Interview conducted on 12/11/13 at 3:50 PM with the CSD revealed on 12/03/13 at approximately 6:00 PM (23 hours following the observation of RN #1), LPN #1 reported the incident to the CSD. The interview revealed the CSD instructed LPN #1 to have staff notify the CSD when Patient #1's parent arrived at the facility the following day (12/04/13). The CSD stated she then informed the CNO of the allegation. The interview confirmed the CSD did not report the allegation to the appropriate state agency, did not document the allegation reported by LPN #1, and did not initiate an investigation of the allegation which occurred on 12/02/13. Continued interview revealed on 12/04/13 at approximately 2:15 PM RRT #2 left a message on the CSD's telephone that an incident was occurring with Patient #1's parent, so the CSD went to the unit. The CSD revealed she observed Patient #1's right knee bent and leaning on the side rail with his gentiles exposed. The CSD stated Patient #1's parent had the patient's penis in one hand with fingers under the scrotum and with the other hand had a stuffed animal being utilized to rub up and down the shaft of the patient's penis. The interview revealed the CSD instructed Patient #1's parent to stop touching the patient and then requested the parent to follow the CSD to a private room. The CSD proceeded to inform the parent what the parent was doing was wrong and not to touch Patient #1 in that way again. The CSD stated she instructed nursing staff this parent was not to touch Patient #1, and exited the unit to report the observation to the Chief Nursing Officer (CNO), while the parent was still on the unit. The interview revealed she and the CNO informed the Chief Executive Officer (CEO) of the incident and instructed to speak to the hospital's social worker for instructions. The CSD revealed the hospitals social worker instructed the CNO and CSD to notify Department of Community Based Services (DCBS). According to the CSD, DCBS arrived shortly after being notified and initiated an investigation and at that time, the facility turned the investigation over to DCBS and did not continue with the facility's internal investigation. The interview revealed DCBS did not instruct the facility to stop their investigation but the CSD thought since DCBS was investigating the facility had completed their obligation.

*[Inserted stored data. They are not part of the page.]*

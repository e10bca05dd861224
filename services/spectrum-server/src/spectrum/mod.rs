//! Spectral transform
//!
//! Converts each raw IQ block into one frame of byte-scaled power levels:
//! 1. Scale 8-bit unsigned I/Q to complex samples in [0, 1]
//! 2. Forward FFT
//! 3. Center the zero-frequency bin
//! 4. Power → dBFS → 0..=255 over a fixed dynamic range

mod fft;
mod transform;

pub use fft::{FftKernel, RustFftKernel};
pub use transform::{SpectralTransform, DEFAULT_DYNAMIC_RANGE_DB};
impl<S: IdempotencyStore> IdempotencyHandler<S> {
    pub fn new(store: S, config: IdempotencyHandlerConfig) -> Self {
        Self {
            store,
            replay_cache: None,
            metrics: Arc::new(IdempotencyMetrics::new()),
            config,
        }
    }

    pub fn with_replay_cache(mut self, cache: RedisReplayCache) -> Self {
        self.replay_cache = Some(cache);
        self
    }

    /// Gets the metrics for this handler.
    pub fn metrics(&self) -> Arc<IdempotencyMetrics> {
        Arc::clone(&self.metrics)
    }

    /// Executes `operation` unless a live record exists for `key`, in which
    /// case the recorded response is returned without running it.
    ///
    /// Business errors from `operation` come back as
    /// [`IdempotencyError::Operation`] and leave no record behind.
    ///
    /// The store transaction stays open while `operation` runs. On Postgres
    /// that pins one pooled connection, so an operation that also writes
    /// through the same pool needs a second connection and can starve a small
    /// pool. Such callers use [`Self::process_in_transaction`] instead.
    pub async fn process_idempotent_request<T, E, F, Fut>(
        &self,
        key: &str,
        path: &str,
        operation: F,
    ) -> Result<IdempotentResponse<T>, IdempotencyError<E>>
    where
        T: Serialize + DeserializeOwned,
        F: FnOnce() -> Fut,
        Fut: Future<Output = Result<IdempotentResponse<T>, E>>,
    {
        self.metrics.record_request();

        if let Some(record) = self.find_live(key).await? {
            return self.replay(record, key, path);
        }

        let mut tx = self.store.begin(key).await.map_err(CacheFailure::Store)?;
        if let Some(record) = self.find_live_locked(&mut tx, key).await? {
            return self.replay(record, key, path);
        }

        match operation().await {
            Ok(response) => self.persist(tx, key, path, response).await,
            Err(e) => {
                self.metrics.record_failed();
                Err(IdempotencyError::Operation(e))
            }
        }
    }

    /// Same protocol as [`Self::process_idempotent_request`], but `operation`
    /// runs inside the store transaction that also writes the record, so its
    /// own writes commit or roll back together with it.
    pub async fn process_in_transaction<T, E, F>(
        &self,
        key: &str,
        path: &str,
        operation: F,
    ) -> Result<IdempotentResponse<T>, IdempotencyError<E>>
    where
        T: Serialize + DeserializeOwned,
        F: for<'c> FnOnce(&'c mut S::Tx) -> OperationFuture<'c, T, E>,
    {
        self.metrics.record_request();

        if let Some(record) = self.find_live(key).await? {
            return self.replay(record, key, path);
        }

        let mut tx = self.store.begin(key).await.map_err(CacheFailure::Store)?;
        if let Some(record) = self.find_live_locked(&mut tx, key).await? {
            return self.replay(record, key, path);
        }

        let outcome = operation(&mut tx).await;
        match outcome {
            Ok(response) => self.persist(tx, key, path, response).await,
            Err(e) => {
                self.metrics.record_failed();
                Err(IdempotencyError::Operation(e))
            }
        }
    }

    /// Deletes records that expired before now.
    pub async fn cleanup_expired(&self) -> Result<u64, StoreError> {
        self.store.delete_expired(Utc::now()).await
    }

    async fn find_live(&self, key: &str) -> Result<Option<IdempotencyRecord>, CacheFailure> {
        let now = Utc::now();

        if let Some(cache) = &self.replay_cache {
            if let Some(record) = cache.get(key).await.filter(|r| !r.is_expired_at(now)) {
                return Ok(Some(record));
            }
        }

        let live = self
            .store
            .find_by_key(key)
            .await?
            .filter(|r| !r.is_expired_at(now));

        if let (Some(cache), Some(record)) = (&self.replay_cache, &live) {
            cache.put(record).await;
        }

        Ok(live)
    }

    async fn find_live_locked(
        &self,
        tx: &mut S::Tx,
        key: &str,
    ) -> Result<Option<IdempotencyRecord>, CacheFailure> {
        let now = Utc::now();
        let record = self.store.find_locked(tx, key).await?;
        Ok(record.filter(|r| !r.is_expired_at(now)))
    }

    async fn persist<T, E>(
        &self,
        mut tx: S::Tx,
        key: &str,
        path: &str,
        response: IdempotentResponse<T>,
    ) -> Result<IdempotentResponse<T>, IdempotencyError<E>>
    where
        T: Serialize + DeserializeOwned,
    {
        let body = encode_body(&response.body).map_err(CacheFailure::Codec)?;
        let record = IdempotencyRecord::new(
            key,
            path,
            body,
            i32::from(response.status.as_u16()),
            self.config.ttl(),
        );

        match self.store.insert(&mut tx, &record).await.map_err(CacheFailure::Store)? {
            InsertOutcome::Inserted => {
                self.store.commit(tx).await.map_err(CacheFailure::Store)?;
                if let Some(cache) = &self.replay_cache {
                    cache.put(&record).await;
                }
                self.metrics.record_executed();
                tracing::debug!(
                    key = %mask_sensitive(key, 4),
                    path = %path,
                    status = record.status_code,
                    "Recorded idempotent response"
                );
                Ok(response)
            }
            InsertOutcome::Conflict => {
                // Another writer committed first; roll back and serve theirs.
                drop(tx);
                tracing::warn!(
                    key = %mask_sensitive(key, 4),
                    "Idempotency record already present at insert, replaying it"
                );
                let winner = self.store.find_by_key(key).await.map_err(CacheFailure::Store)?;
                match winner {
                    Some(winner) => self.replay(winner, key, path),
                    None => Err(CacheFailure::Store(StoreError::Inconsistent(format!(
                        "insert for key '{}' conflicted but no record was found",
                        mask_sensitive(key, 4)
                    )))
                    .into()),
                }
            }
        }
    }

    fn replay<T, E>(
        &self,
        record: IdempotencyRecord,
        key: &str,
        path: &str,
    ) -> Result<IdempotentResponse<T>, IdempotencyError<E>>
    where
        T: DeserializeOwned,
    {
        if record.path != path {
            self.metrics.record_conflict();
            tracing::warn!(
                key = %mask_sensitive(key, 4),
                stored_path = %record.path,
                requested_path = %path,
                "Idempotency key reused for a different path"
            );
            return Err(IdempotencyError::KeyConflict {
                key: key.to_string(),
                stored_path: record.path,
                requested_path: path.to_string(),
            });
        }

        let status = u16::try_from(record.status_code)
            .ok()
            .and_then(|code| StatusCode::from_u16(code).ok())
            .ok_or(CacheFailure::InvalidStatus(record.status_code))?;
        let body = decode_body(&record.response_body).map_err(CacheFailure::Codec)?;

        self.metrics.record_replayed();
        Ok(IdempotentResponse { body, status })
    }
}
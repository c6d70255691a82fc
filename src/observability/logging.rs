use tracing_subscriber::{
    fmt::{self, format::FmtSpan},
    layer::SubscriberExt,
    util::{SubscriberInitExt, TryInitError},
    EnvFilter, Layer, Registry,
};

use crate::config::ApplicationSettings;

#[derive(Debug, Clone)]
pub struct LogConfig {
    pub level: String,
    pub format: LogFormat,
    pub include_target: bool,
    pub include_file: bool,
    pub include_line: bool,
}

impl Default for LogConfig {
    fn default() -> Self {
        Self {
            level: "info".to_string(),
            format: LogFormat::Pretty,
            include_target: true,
            include_file: false,
            include_line: false,
        }
    }
}

impl From<&ApplicationSettings> for LogConfig {
    fn from(settings: &ApplicationSettings) -> Self {
        Self {
            level: settings.log_level.clone(),
            format: LogFormat::from(settings.log_format.as_str()),
            ..Self::default()
        }
    }
}

/// Output format of the fmt layer; unknown names fall back to `Pretty`.
#[derive(Debug, Clone, Copy, PartialEq, Eq)]
pub enum LogFormat {
    Pretty,
    Json,
    Compact,
}

impl From<&str> for LogFormat {
    fn from(s: &str) -> Self {
        match s.to_lowercase().as_str() {
            "json" => LogFormat::Json,
            "compact" => LogFormat::Compact,
            _ => LogFormat::Pretty,
        }
    }
}

/// Installs the global subscriber. `RUST_LOG` overrides `config.level`.
pub fn init_logging(config: &LogConfig) -> Result<(), TryInitError> {
    let env_filter = EnvFilter::try_from_default_env()
        .unwrap_or_else(|_| EnvFilter::new(&config.level));

    let base = fmt::layer()
        .with_target(config.include_target)
        .with_file(config.include_file)
        .with_line_number(config.include_line);

    let fmt_layer: Box<dyn Layer<Registry> + Send + Sync> = match config.format {
        LogFormat::Json => base.json().with_span_events(FmtSpan::CLOSE).boxed(),
        LogFormat::Compact => base.compact().boxed(),
        LogFormat::Pretty => base.pretty().boxed(),
    };

    tracing_subscriber::registry()
        .with(fmt_layer)
        .with(env_filter)
        .try_init()?;

    tracing::info!(level = %config.level, format = ?config.format, "Logging initialized");
    Ok(())
}

/// Masks sensitive data in strings (idempotency keys, credentials).
pub fn mask_sensitive(value: &str, visible_chars: usize) -> String {
    let chars: Vec<char> = value.chars().collect();
    if chars.len() <= visible_chars * 2 {
        return "*".repeat(chars.len());
    }

    let prefix: String = chars[..visible_chars].iter().collect();
    let suffix: String = chars[chars.len() - visible_chars..].iter().collect();
    let masked_len = chars.len() - (visible_chars * 2);

    format!("{}{}{}", prefix, "*".repeat(masked_len), suffix)
}

/// Masks the local part of an email address, keeping the domain.
pub fn mask_email(email: &str) -> String {
    match email.split_once('@') {
        Some((local, domain)) => format!("{}@{}", mask_sensitive(local, 1), domain),
        None => mask_sensitive(email, 2),
    }
}
use metrics::{counter, describe_counter, describe_histogram, histogram, Unit};
use metrics_exporter_prometheus::{BuildError, PrometheusBuilder, PrometheusHandle};
use std::sync::OnceLock;
use std::time::Instant;

static METRICS_HANDLE: OnceLock<PrometheusHandle> = OnceLock::new();

/// Global metrics instance.
pub static METRICS: OnceLock<Metrics> = OnceLock::new();

/// Metrics collector for the service.
#[derive(Debug, Clone, Copy, Default)]
pub struct Metrics;

impl Metrics {
    pub fn new() -> Self {
        Self
    }

    /// `outcome` is one of `executed`, `replayed`, `conflict` or `failed`.
    pub fn record_idempotency_outcome(&self, outcome: &'static str) {
        counter!("idempotency_requests_total", "outcome" => outcome).increment(1);
    }

    pub fn record_sweep(&self, deleted: u64) {
        counter!("idempotency_sweep_deleted_total").increment(deleted);
    }

    pub fn record_sweep_failure(&self) {
        counter!("idempotency_sweep_failures_total").increment(1);
    }

    /// `result` is one of `hit`, `miss` or `error`.
    pub fn record_replay_cache(&self, result: &'static str) {
        counter!("idempotency_replay_cache_total", "result" => result).increment(1);
    }

    pub fn record_user_created(&self) {
        counter!("erm_user_creation_total").increment(1);
    }

    pub fn record_user_updated(&self) {
        counter!("erm_user_update_total").increment(1);
    }

    pub fn record_project_added(&self) {
        counter!("erm_project_addition_total").increment(1);
    }

    pub fn record_login_failed(&self) {
        counter!("erm_login_failed_total").increment(1);
    }

    pub fn record_http_request(&self, method: &str, path: &str, status: u16, duration_ms: f64) {
        counter!("http_requests_total", "method" => method.to_string(), "path" => path.to_string(), "status" => status.to_string()).increment(1);
        histogram!("http_request_duration_ms", "method" => method.to_string(), "path" => path.to_string()).record(duration_ms);
    }
}

/// Timer for measuring operation latency.
pub struct LatencyTimer {
    start: Instant,
}

impl LatencyTimer {
    pub fn new() -> Self {
        Self {
            start: Instant::now(),
        }
    }

    pub fn elapsed_ms(&self) -> f64 {
        self.start.elapsed().as_secs_f64() * 1000.0
    }
}

impl Default for LatencyTimer {
    fn default() -> Self {
        Self::new()
    }
}

/// Installs the Prometheus recorder once and returns its handle.
pub fn init_metrics() -> Result<PrometheusHandle, BuildError> {
    if let Some(handle) = METRICS_HANDLE.get() {
        return Ok(handle.clone());
    }

    match PrometheusBuilder::new().install_recorder() {
        Ok(handle) => {
            describe_metrics();
            METRICS.get_or_init(Metrics::new);
            Ok(METRICS_HANDLE.get_or_init(|| handle).clone())
        }
        // Lost a race with a concurrent initializer.
        Err(e) => METRICS_HANDLE.get().cloned().ok_or(e),
    }
}

/// Describes all metrics for Prometheus.
fn describe_metrics() {
    describe_counter!("idempotency_requests_total", Unit::Count, "Idempotent requests by outcome");
    describe_counter!("idempotency_sweep_deleted_total", Unit::Count, "Expired idempotency records deleted by the sweeper");
    describe_counter!("idempotency_sweep_failures_total", Unit::Count, "Failed expiration sweeps");

    describe_counter!("idempotency_replay_cache_total", Unit::Count, "Redis replay cache lookups by result");

    describe_counter!("erm_user_creation_total", Unit::Count, "Total number of users created");
    describe_counter!("erm_user_update_total", Unit::Count, "Total number of user updates");
    describe_counter!("erm_project_addition_total", Unit::Count, "Total number of projects added to users");
    describe_counter!("erm_login_failed_total", Unit::Count, "Total number of failed basic auth attempts");

    describe_counter!("http_requests_total", Unit::Count, "Total HTTP requests");
    describe_histogram!("http_request_duration_ms", Unit::Milliseconds, "HTTP request latency in milliseconds");
}

/// Returns the global metrics instance.
pub fn get_metrics() -> &'static Metrics {
    METRICS.get_or_init(Metrics::new)
}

Interview on 12/12/13 at 3:10 PM with CSD revealed the facility's abuse policy did not address how staff was to protect an adult patient when the alleged perpetrator was not an employee. The interview stated she did not report the allegation on 12/03/13 because she did not think the allegation was sexual abuse until she witnessed the incident on 12/04/13. The interview revealed there was no problem with staff not reporting until the following day because the parent only visited once a day and would not be back until the afternoon of 12/04/13. The CSD was planning to discuss the issue with Patient #1's parent on 12/04/13. According to the CSD, she did not access the facility's abuse policy to ensure she was implementing the policy as required.

Interview on 12/12/13 at 3:40 PM with the CNO revealed the facility would conduct a follow up of the allegation following the completion of the state agency's investigation and then would initiate corrective actions.

Interview on 12/12/13 at 4:30 PM with the CEO in reference to reporting this incident stated "in this case we have an adult patient unresponsive and the mother was doing something inappropriate, we never seen or expected it from her, and we had to think about it because we are going to change lives."

Review of documentation provided by the facility, as of 12/12/13 (ten days after RN #1 observed the parent patting/rubbing the patient's penis and scrotum) revealed an incident report was completed on 12/05/13 for the incident occurring on 12/02/13.